▸ **Task goal**
Search the entries for the word "const" and return every line where it is found.

[Stored items]
◆ ◆ ◆ ◆ ◆ ◆ ◆

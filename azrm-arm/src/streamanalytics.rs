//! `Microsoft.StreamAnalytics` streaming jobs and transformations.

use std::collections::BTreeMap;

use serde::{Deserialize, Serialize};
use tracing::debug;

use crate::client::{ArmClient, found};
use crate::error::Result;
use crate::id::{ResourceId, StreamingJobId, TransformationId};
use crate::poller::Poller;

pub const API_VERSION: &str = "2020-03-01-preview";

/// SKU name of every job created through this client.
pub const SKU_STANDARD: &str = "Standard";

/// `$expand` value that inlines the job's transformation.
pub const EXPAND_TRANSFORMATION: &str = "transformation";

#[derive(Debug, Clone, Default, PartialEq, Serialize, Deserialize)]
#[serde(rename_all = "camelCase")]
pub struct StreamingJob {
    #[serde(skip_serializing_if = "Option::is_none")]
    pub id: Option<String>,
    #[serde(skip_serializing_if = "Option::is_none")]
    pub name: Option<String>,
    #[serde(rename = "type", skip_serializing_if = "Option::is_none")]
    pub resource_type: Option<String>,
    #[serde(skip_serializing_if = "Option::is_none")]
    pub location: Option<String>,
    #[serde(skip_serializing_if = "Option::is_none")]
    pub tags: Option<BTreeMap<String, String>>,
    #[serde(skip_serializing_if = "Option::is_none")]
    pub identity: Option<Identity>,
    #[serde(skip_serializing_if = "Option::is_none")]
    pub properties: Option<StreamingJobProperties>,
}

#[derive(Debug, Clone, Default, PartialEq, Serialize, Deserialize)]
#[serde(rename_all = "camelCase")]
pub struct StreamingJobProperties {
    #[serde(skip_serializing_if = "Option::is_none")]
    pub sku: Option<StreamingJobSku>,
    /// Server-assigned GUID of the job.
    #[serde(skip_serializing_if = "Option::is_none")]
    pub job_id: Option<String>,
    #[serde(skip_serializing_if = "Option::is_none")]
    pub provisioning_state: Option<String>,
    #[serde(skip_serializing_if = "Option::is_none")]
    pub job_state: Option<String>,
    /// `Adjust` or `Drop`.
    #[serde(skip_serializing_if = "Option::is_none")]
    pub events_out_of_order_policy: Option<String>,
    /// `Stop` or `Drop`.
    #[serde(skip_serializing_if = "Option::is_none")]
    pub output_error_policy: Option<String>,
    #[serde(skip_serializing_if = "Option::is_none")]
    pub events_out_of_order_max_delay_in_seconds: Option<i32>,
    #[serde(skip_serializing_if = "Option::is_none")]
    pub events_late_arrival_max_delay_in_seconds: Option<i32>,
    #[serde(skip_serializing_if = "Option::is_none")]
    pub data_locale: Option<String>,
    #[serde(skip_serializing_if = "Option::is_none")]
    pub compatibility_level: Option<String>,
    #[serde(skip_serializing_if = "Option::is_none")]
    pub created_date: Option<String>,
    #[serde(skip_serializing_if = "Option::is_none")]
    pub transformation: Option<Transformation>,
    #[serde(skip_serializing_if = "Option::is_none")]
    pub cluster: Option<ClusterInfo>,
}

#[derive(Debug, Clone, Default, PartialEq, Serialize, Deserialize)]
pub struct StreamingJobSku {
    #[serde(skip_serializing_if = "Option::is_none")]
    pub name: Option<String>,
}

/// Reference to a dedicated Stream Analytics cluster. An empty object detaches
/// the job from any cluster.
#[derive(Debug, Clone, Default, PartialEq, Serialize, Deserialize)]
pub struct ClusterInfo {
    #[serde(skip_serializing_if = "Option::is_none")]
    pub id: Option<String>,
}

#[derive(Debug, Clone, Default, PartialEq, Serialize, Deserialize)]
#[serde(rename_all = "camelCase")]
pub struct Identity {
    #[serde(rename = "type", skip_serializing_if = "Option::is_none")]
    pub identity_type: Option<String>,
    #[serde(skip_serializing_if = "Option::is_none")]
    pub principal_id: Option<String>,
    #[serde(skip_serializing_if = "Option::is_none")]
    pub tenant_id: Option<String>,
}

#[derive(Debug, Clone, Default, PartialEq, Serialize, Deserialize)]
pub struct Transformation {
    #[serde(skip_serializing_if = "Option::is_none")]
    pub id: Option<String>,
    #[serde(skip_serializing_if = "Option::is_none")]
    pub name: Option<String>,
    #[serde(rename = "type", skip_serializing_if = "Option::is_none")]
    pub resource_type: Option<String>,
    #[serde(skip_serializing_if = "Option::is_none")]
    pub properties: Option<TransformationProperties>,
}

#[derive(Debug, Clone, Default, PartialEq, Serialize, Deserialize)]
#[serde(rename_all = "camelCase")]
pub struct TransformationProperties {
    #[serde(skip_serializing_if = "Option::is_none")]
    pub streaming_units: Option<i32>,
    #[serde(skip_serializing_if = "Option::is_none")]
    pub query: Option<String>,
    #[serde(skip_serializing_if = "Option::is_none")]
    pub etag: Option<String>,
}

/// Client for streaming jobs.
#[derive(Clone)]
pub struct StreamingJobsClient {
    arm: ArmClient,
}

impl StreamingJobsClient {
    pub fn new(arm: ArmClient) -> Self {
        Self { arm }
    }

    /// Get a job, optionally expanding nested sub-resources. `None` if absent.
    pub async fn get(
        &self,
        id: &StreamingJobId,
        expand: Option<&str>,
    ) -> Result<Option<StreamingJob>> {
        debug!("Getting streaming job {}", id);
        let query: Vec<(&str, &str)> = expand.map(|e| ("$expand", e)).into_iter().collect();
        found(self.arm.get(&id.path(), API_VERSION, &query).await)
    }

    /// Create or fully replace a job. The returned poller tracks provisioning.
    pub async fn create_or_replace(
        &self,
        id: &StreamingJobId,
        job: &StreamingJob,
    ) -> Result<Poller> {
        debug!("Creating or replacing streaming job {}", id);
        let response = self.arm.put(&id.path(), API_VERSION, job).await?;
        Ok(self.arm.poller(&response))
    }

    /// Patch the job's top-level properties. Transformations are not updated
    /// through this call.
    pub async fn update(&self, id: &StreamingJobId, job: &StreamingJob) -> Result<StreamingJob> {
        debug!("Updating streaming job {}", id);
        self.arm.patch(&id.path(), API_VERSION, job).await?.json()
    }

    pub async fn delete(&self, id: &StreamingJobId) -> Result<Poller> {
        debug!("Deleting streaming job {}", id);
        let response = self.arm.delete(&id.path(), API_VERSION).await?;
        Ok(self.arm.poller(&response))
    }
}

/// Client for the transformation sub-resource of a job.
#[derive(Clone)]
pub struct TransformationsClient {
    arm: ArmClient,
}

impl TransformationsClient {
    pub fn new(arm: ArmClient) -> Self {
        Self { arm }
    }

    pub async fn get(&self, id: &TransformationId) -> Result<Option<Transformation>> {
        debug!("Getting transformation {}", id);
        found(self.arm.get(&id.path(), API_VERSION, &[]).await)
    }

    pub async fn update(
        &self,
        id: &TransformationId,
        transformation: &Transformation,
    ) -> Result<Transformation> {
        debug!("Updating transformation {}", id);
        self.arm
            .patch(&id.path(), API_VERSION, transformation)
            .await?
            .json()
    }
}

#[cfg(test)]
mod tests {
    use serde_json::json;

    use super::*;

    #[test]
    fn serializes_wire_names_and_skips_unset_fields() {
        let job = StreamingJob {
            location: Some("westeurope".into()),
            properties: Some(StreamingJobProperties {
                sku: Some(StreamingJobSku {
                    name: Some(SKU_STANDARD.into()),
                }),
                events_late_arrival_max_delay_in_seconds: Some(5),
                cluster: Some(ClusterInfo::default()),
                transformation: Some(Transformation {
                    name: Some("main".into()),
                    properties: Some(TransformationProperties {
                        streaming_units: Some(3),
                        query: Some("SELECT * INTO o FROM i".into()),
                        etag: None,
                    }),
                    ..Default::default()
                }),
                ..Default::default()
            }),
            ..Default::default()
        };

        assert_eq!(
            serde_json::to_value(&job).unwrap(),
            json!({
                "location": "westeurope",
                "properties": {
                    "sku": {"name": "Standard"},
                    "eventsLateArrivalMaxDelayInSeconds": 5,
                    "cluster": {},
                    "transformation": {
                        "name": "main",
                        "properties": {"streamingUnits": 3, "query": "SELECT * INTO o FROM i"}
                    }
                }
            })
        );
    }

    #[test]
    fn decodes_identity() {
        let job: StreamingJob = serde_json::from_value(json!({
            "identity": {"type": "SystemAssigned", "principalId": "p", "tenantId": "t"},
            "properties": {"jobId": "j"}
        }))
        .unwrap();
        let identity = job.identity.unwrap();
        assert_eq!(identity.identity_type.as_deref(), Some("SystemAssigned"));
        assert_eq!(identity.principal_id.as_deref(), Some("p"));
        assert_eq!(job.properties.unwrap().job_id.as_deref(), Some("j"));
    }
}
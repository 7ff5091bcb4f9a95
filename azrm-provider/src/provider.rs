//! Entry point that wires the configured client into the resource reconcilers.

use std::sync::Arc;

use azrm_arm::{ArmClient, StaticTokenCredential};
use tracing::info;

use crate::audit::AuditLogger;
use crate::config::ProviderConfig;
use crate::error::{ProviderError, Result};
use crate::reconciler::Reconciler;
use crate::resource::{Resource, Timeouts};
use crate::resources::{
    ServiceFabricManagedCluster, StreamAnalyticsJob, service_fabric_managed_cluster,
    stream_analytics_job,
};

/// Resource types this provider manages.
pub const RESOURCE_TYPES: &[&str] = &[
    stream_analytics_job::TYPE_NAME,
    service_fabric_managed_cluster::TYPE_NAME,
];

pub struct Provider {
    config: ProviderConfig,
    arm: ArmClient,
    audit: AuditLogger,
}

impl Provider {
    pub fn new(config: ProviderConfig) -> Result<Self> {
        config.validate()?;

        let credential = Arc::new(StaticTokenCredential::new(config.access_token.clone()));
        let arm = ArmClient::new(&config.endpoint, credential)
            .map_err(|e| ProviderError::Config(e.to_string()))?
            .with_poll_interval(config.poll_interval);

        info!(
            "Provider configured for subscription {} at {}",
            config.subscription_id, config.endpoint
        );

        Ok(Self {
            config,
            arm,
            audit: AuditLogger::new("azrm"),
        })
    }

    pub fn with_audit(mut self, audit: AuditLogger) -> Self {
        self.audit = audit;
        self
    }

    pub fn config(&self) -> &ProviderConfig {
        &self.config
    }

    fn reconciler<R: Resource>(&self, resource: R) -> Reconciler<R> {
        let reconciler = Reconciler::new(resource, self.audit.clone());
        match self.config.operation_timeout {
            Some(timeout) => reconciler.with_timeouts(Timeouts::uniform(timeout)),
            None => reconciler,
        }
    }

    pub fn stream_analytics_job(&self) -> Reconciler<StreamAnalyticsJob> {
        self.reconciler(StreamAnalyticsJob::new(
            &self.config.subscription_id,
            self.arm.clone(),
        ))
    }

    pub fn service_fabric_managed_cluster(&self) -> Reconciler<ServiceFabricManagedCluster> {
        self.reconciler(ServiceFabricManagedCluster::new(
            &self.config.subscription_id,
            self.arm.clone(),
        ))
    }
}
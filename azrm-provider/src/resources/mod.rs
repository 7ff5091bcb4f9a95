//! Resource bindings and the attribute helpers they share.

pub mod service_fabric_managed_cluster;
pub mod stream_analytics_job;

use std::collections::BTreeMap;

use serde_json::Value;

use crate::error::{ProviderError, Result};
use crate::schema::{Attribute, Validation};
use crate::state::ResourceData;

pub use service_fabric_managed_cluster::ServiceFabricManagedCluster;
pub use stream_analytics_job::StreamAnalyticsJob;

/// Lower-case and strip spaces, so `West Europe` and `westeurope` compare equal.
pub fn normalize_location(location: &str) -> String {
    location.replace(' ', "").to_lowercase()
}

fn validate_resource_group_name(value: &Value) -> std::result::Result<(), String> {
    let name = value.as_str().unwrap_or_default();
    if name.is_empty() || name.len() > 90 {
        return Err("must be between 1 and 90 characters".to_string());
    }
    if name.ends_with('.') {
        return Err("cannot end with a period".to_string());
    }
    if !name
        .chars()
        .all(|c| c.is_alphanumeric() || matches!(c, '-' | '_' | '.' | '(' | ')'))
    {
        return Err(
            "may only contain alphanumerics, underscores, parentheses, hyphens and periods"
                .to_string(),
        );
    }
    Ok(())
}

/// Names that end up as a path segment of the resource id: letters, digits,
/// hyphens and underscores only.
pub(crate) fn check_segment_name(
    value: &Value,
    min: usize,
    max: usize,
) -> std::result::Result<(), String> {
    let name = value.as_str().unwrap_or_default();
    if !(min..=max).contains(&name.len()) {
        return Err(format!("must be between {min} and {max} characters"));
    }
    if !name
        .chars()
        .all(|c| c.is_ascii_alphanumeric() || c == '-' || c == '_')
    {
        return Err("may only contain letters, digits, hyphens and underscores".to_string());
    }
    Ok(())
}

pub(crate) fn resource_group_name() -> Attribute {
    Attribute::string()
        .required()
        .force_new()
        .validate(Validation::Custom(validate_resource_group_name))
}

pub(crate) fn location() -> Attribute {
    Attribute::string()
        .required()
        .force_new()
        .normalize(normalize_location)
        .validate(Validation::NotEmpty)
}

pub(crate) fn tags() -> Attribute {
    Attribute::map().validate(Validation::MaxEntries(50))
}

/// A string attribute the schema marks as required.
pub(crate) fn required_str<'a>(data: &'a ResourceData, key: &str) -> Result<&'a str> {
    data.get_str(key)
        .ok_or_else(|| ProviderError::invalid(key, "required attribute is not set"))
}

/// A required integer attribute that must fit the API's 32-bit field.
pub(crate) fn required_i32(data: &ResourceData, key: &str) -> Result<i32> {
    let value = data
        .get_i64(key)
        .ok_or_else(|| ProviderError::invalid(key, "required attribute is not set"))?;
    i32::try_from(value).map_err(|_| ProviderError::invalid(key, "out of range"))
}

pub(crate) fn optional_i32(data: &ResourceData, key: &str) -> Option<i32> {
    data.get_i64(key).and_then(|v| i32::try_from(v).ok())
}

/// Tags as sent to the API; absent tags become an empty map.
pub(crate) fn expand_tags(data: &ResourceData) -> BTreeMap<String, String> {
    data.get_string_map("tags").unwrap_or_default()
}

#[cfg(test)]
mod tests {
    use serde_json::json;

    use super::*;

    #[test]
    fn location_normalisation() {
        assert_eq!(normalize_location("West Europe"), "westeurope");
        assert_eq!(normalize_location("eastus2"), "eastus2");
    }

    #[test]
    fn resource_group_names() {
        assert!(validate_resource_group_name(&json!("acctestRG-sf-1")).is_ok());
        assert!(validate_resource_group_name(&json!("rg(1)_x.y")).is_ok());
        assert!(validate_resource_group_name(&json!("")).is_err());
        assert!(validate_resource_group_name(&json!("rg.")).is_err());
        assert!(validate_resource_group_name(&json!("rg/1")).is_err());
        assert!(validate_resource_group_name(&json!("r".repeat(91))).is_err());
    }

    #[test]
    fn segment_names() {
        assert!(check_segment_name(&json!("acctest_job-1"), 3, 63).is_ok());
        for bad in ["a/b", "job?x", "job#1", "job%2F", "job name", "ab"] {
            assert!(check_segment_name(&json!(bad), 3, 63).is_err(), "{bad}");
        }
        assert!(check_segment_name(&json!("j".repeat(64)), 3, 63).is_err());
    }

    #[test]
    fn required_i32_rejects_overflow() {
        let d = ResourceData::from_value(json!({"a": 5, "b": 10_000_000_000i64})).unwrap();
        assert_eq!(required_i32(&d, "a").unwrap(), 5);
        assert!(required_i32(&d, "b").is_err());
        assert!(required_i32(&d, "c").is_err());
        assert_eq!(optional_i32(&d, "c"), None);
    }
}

◆ ◆ ◆ ◆ ◆ ◆ ◆

▸ **Exercise result**
pub const API_VERSION: &str = "2020-03-01-preview";
pub const SKU_STANDARD: &str = "Standard";
pub const EXPAND_TRANSFORMATION: &str = "transformation";
pub const RESOURCE_TYPES: &[&str] = &[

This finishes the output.